I face stigma as a third-party voter
People are quick to judge me or get angry with me when they learn about my intention to vote third party, especially on social media with comments, statuses, or shared memes. My peers tell me that I’m wasting my vote, that I’m lazy, or that I’m just trying to be seen as different. Older voters tell me over and over again about the Nader election, when the Green Party candidate supposedly split the progressive vote and gave the reins over to Bush.
Regardless of who is getting mad at me, they always use the same argument: that I’m giving the election over to whichever candidate they hate the most. How can I be helping and hurting both Clinton and Trump at the same time? People just want to get mad at anyone who isn’t voting for their team.
I really don’t see my vote as a waste. Yes, I am fully aware that either Trump or Clinton will definitely be president. And, yes, I know that I’m in a swing state where the stakes are higher. But that doesn’t mean that my third-party vote doesn’t count for anything.
To me, it is a deliberate stand against the two-party system. It’s a stand against the Democratic Party, a way to communicate to them that they need to address the more progressive wing of this country and shift their policies to the left. It’s just one part of a larger movement that includes electing third-party politicians on a local level, grassroots activism, and change from the bottom. We need to chip away at the system at every level.
Young people are more progressive
It’s hard to say why so many millennials are voting third party. Among my peers, most are in the bag for Clinton because they are so scared of a Trump presidency. But overall, I feel that our generation is much more progressive than the older generation. We grew up in the Obama years, under an administration that gave us the Affordable Care Act and passed laws to protect marriage equality. I think people my age are hungry to move even more toward the left. Hillary, with her moderate views and establishment attitude, is not going to be that champion.

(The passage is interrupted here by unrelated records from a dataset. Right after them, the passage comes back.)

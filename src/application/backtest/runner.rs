use crate::application::backtest::{SimulationOutcome, Simulator};
use crate::application::optimization::{self, OptimizationReport};
use crate::application::strategies::StrategyRegistry;
use crate::domain::errors::EngineError;
use crate::domain::market::{Asset, AssetBook, Resolution, TickerRecord};
use crate::domain::params::{OptimizationParam, ParamMap};
use crate::domain::performance::PerformanceMetrics;
use crate::domain::records::{BacktestRun, RunStatus};
use crate::domain::repositories::{QuoteRepo, RunRepo, TickerRepo};
use crate::domain::trading::Ledger;
use anyhow::{Context, Result};
use chrono::{NaiveDate, Utc};
use rust_decimal::Decimal;
use serde_json::json;
use std::sync::Arc;
use std::sync::atomic::{AtomicBool, Ordering};
use std::time::{Duration, Instant};
use tracing::{error, info};

/// Caller-facing description of a new run; `into_run` produces the
/// pending record to persist.
#[derive(Debug, Clone)]
pub struct RunSpec {
    pub name: String,
    pub strategy: String,
    pub parameters: ParamMap,
    pub tickers: Vec<String>,
    pub benchmark: Option<String>,
    pub start_date: NaiveDate,
    pub end_date: NaiveDate,
    pub initial_capital: Decimal,
    pub optimization: Vec<OptimizationParam>,
}

impl RunSpec {
    pub fn into_run(self) -> BacktestRun {
        BacktestRun {
            id: 0,
            name: self.name,
            strategy: self.strategy,
            parameters: self.parameters,
            tickers: self.tickers,
            benchmark: self.benchmark,
            start_date: self.start_date,
            end_date: self.end_date,
            initial_capital: self.initial_capital,
            is_optimization: !self.optimization.is_empty(),
            optimization: self.optimization,
            status: RunStatus::Pending,
            created_at: Utc::now(),
            started_at: None,
            completed_at: None,
            execution_seconds: None,
            log_output: String::new(),
            report: None,
            metrics: None,
            error_message: None,
        }
    }
}

/// Bounded in-memory log accumulator, flushed to the run record roughly
/// every ten lines and on exit.
#[derive(Debug, Default)]
pub struct LogBuffer {
    pending: Vec<String>,
}

impl LogBuffer {
    const FLUSH_EVERY: usize = 10;

    pub fn new() -> Self {
        Self::default()
    }

    pub fn push(&mut self, line: impl Into<String>) {
        self.pending.push(line.into());
    }

    pub fn should_flush(&self) -> bool {
        self.pending.len() >= Self::FLUSH_EVERY
    }

    pub fn is_empty(&self) -> bool {
        self.pending.is_empty()
    }

    pub fn drain(&mut self) -> String {
        let mut chunk = self.pending.join("\n");
        chunk.push('\n');
        self.pending.clear();
        chunk
    }
}

/// What a finished run produced.
#[derive(Debug)]
pub enum RunOutput {
    Single(SimulationOutcome),
    Sweep(OptimizationReport),
}

impl RunOutput {
    /// The metrics persisted on the record: the simulation's own, or the
    /// best combination's for a sweep.
    pub fn primary_metrics(&self) -> Option<&PerformanceMetrics> {
        match self {
            RunOutput::Single(outcome) => Some(&outcome.metrics),
            RunOutput::Sweep(report) => report.best().and_then(|r| r.metrics.as_ref()),
        }
    }

    pub fn report_json(&self) -> serde_json::Value {
        match self {
            RunOutput::Single(outcome) => json!({
                "capital": outcome.capital,
                "drawdown": outcome.drawdown,
                "trades": outcome.trade_log,
                "benchmark": outcome.benchmark,
                "final_equity": outcome.final_equity,
            }),
            RunOutput::Sweep(report) => json!({
                "combinations_total": report.combinations_total,
                "succeeded": report.succeeded,
                "cancelled": report.cancelled,
                "results": report.results,
            }),
        }
    }
}

/// Executes backtest runs against their persisted records: status
/// transitions, quote loading, simulation (or sweep), log flushing, and
/// result persistence.
pub struct BacktestRunner {
    tickers: Arc<dyn TickerRepo>,
    quotes: Arc<dyn QuoteRepo>,
    runs: Arc<dyn RunRepo>,
    registry: Arc<StrategyRegistry>,
}

impl BacktestRunner {
    pub fn new(
        tickers: Arc<dyn TickerRepo>,
        quotes: Arc<dyn QuoteRepo>,
        runs: Arc<dyn RunRepo>,
        registry: Arc<StrategyRegistry>,
    ) -> Self {
        Self {
            tickers,
            quotes,
            runs,
            registry,
        }
    }

    /// Validate and persist a new pending run record.
    pub async fn create_run(&self, spec: RunSpec) -> Result<BacktestRun> {
        if !self.registry.is_valid(&spec.strategy) {
            return Err(EngineError::InvalidInput(format!(
                "unknown strategy '{}'",
                spec.strategy
            ))
            .into());
        }
        if spec.tickers.is_empty() {
            return Err(EngineError::InvalidInput("no tickers given".into()).into());
        }
        if spec.start_date > spec.end_date {
            return Err(EngineError::InvalidInput(format!(
                "start date {} is after end date {}",
                spec.start_date, spec.end_date
            ))
            .into());
        }
        if spec.initial_capital <= Decimal::ZERO {
            return Err(
                EngineError::InvalidInput("initial capital must be positive".into()).into(),
            );
        }

        let mut run = spec.into_run();
        let id = self.runs.create(&run).await?;
        run.id = id;
        Ok(run)
    }

    pub async fn execute(&self, run_id: i64, save: bool) -> Result<(BacktestRun, RunOutput)> {
        let run = self
            .runs
            .get(run_id)
            .await?
            .ok_or_else(|| EngineError::InvalidInput(format!("run #{run_id} not found")))?;
        let output = self.execute_run(&run, save).await?;
        Ok((run, output))
    }

    /// Drive one run to completion, persisting progress unless `save` is
    /// off (replay mode).
    pub async fn execute_run(&self, run: &BacktestRun, save: bool) -> Result<RunOutput> {
        let started = Instant::now();
        let mut log = LogBuffer::new();

        if save {
            self.runs.update_status(run.id, RunStatus::Running).await?;
        }

        let result = self.execute_inner(run, save, &mut log).await;
        let elapsed = started.elapsed().as_secs_f64();

        match result {
            Ok(output) => {
                log.push(format!("completed in {elapsed:.2}s"));
                if save {
                    self.flush_log(run.id, &mut log).await?;
                    if let Some(metrics) = output.primary_metrics() {
                        self.runs
                            .update_results(run.id, metrics, &output.report_json(), elapsed)
                            .await?;
                    }
                    self.runs.update_status(run.id, RunStatus::Completed).await?;
                }
                info!(run_id = run.id, elapsed, "backtest completed");
                Ok(output)
            }
            Err(e) => {
                error!(run_id = run.id, error = %e, "backtest failed");
                log.push(format!("failed: {e:#}"));
                if save {
                    // Flush the buffer before marking failed so the trail
                    // survives on the record
                    let _ = self.flush_log(run.id, &mut log).await;
                    let _ = self.runs.update_error(run.id, &format!("{e:#}")).await;
                }
                Err(e)
            }
        }
    }

    async fn execute_inner(
        &self,
        run: &BacktestRun,
        save: bool,
        log: &mut LogBuffer,
    ) -> Result<RunOutput> {
        log.push(format!(
            "run '{}': strategy={} window={}..{}",
            run.name, run.strategy, run.start_date, run.end_date
        ));

        let assets = self
            .load_assets(&run.tickers, run.start_date, run.end_date, log)
            .await?;
        if save && log.should_flush() {
            self.flush_log(run.id, log).await?;
        }

        let mut simulator = Simulator::new(assets, Resolution::Daily);
        if let Some(benchmark_key) = &run.benchmark {
            let ticker = self.resolve_ticker(benchmark_key).await?;
            let bars = self
                .quotes
                .get_window(ticker.id, run.start_date, run.end_date)
                .await?;
            log.push(format!("benchmark {}: {} bars", ticker.symbol, bars.len()));
            simulator = simulator.with_benchmark(Asset::from_bars(ticker.symbol, bars));
        }

        if run.is_optimization {
            let report = self.run_sweep_cancellable(run, simulator, save).await?;
            log.push(format!(
                "sweep: {}/{} combinations succeeded",
                report.succeeded, report.combinations_total
            ));
            if report.succeeded == 0 {
                anyhow::bail!(
                    "all {} combinations failed",
                    report.combinations_total
                );
            }
            Ok(RunOutput::Sweep(report))
        } else {
            let mut strategy = self
                .registry
                .instantiate(&run.strategy, &run.parameters)?;
            let mut ledger = Ledger::new(run.initial_capital);
            let outcome =
                simulator.run(strategy.as_mut(), &mut ledger, run.start_date, run.end_date)?;
            log.push(format!(
                "{} trades, net profit {}",
                outcome.metrics.total_transactions, outcome.metrics.net_profit
            ));
            Ok(RunOutput::Single(outcome))
        }
    }

    /// The sweep runs on a blocking thread; a watcher polls the record so
    /// an externally cancelled run (e.g. marked failed by the health
    /// check) halts before the next combination.
    async fn run_sweep_cancellable(
        &self,
        run: &BacktestRun,
        simulator: Simulator,
        save: bool,
    ) -> Result<OptimizationReport> {
        let cancel = Arc::new(AtomicBool::new(false));

        let watcher = if save {
            let runs = Arc::clone(&self.runs);
            let flag = Arc::clone(&cancel);
            let run_id = run.id;
            Some(tokio::spawn(async move {
                loop {
                    tokio::time::sleep(Duration::from_secs(5)).await;
                    match runs.get(run_id).await {
                        Ok(Some(record)) if record.status == RunStatus::Failed => {
                            flag.store(true, Ordering::Relaxed);
                            break;
                        }
                        Ok(_) => {}
                        Err(_) => break,
                    }
                }
            }))
        } else {
            None
        };

        let registry = Arc::clone(&self.registry);
        let strategy = run.strategy.clone();
        let base_params = run.parameters.clone();
        let sweep = run.optimization.clone();
        let (start, end, capital) = (run.start_date, run.end_date, run.initial_capital);
        let flag = Arc::clone(&cancel);

        let report = tokio::task::spawn_blocking(move || {
            optimization::run_sweep(
                &registry,
                &strategy,
                &base_params,
                &sweep,
                &simulator,
                start,
                end,
                capital,
                || flag.load(Ordering::Relaxed),
            )
        })
        .await
        .context("sweep worker panicked")??;

        if let Some(watcher) = watcher {
            watcher.abort();
        }
        Ok(report)
    }

    async fn load_assets(
        &self,
        keys: &[String],
        start: NaiveDate,
        end: NaiveDate,
        log: &mut LogBuffer,
    ) -> Result<AssetBook> {
        let mut book = AssetBook::new();
        for key in keys {
            let ticker = self.resolve_ticker(key).await?;
            let bars = self.quotes.get_window(ticker.id, start, end).await?;
            log.push(format!("{}: {} bars loaded", ticker.symbol, bars.len()));
            book.insert(Asset::from_bars(ticker.symbol, bars));
        }
        Ok(book)
    }

    /// Tickers arrive as numeric ids (the CLI surface) or symbols.
    pub async fn resolve_ticker(&self, key: &str) -> Result<TickerRecord> {
        let found = match key.parse::<i64>() {
            Ok(id) => self.tickers.get(id).await?,
            Err(_) => self.tickers.get_by_symbol(key).await?,
        };
        found.ok_or_else(|| EngineError::InvalidInput(format!("unknown ticker '{key}'")).into())
    }

    async fn flush_log(&self, run_id: i64, log: &mut LogBuffer) -> Result<()> {
        if !log.is_empty() {
            self.runs.append_log(run_id, &log.drain()).await?;
        }
        Ok(())
    }
}

#[cfg(test)]
mod tests {
    use super::*;

    #[test]
    fn test_log_buffer_flush_threshold() {
        let mut log = LogBuffer::new();
        for i in 0..9 {
            log.push(format!("line {i}"));
        }
        assert!(!log.should_flush());
        log.push("line 9");
        assert!(log.should_flush());

        let chunk = log.drain();
        assert!(chunk.starts_with("line 0\n"));
        assert!(chunk.ends_with("line 9\n"));
        assert!(log.is_empty());
    }

    #[test]
    fn test_run_spec_builds_pending_record() {
        let spec = RunSpec {
            name: "demo".into(),
            strategy: "long_hold".into(),
            parameters: ParamMap::new(),
            tickers: vec!["AAPL".into()],
            benchmark: None,
            start_date: NaiveDate::from_ymd_opt(2024, 1, 1).unwrap(),
            end_date: NaiveDate::from_ymd_opt(2024, 6, 30).unwrap(),
            initial_capital: Decimal::from(10_000),
            optimization: Vec::new(),
        };
        let run = spec.into_run();
        assert_eq!(run.status, RunStatus::Pending);
        assert!(!run.is_optimization);
        assert!(run.started_at.is_none());
    }
}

That’s why I’m standing for Stein. I can cast my ballot without guilt, knowing that she represents who I am as a person. People tell me to compromise and vote for the lesser of two evils — but I cannot compromise when it comes to my beliefs, especially when they involve human rights and systemic oppression. If Stein didn’t happen to fall deeply in step with my views, I would abstain from voting entirely. I vote based on principle, not because of party loyalty.
It is a moral, not a pragmatic, act.
— as told to Karen Turner
Shawn Schossow is a senior double majoring in sociology and philosophy at Simpson College. After graduation, he wants to pursue a PhD in sociology.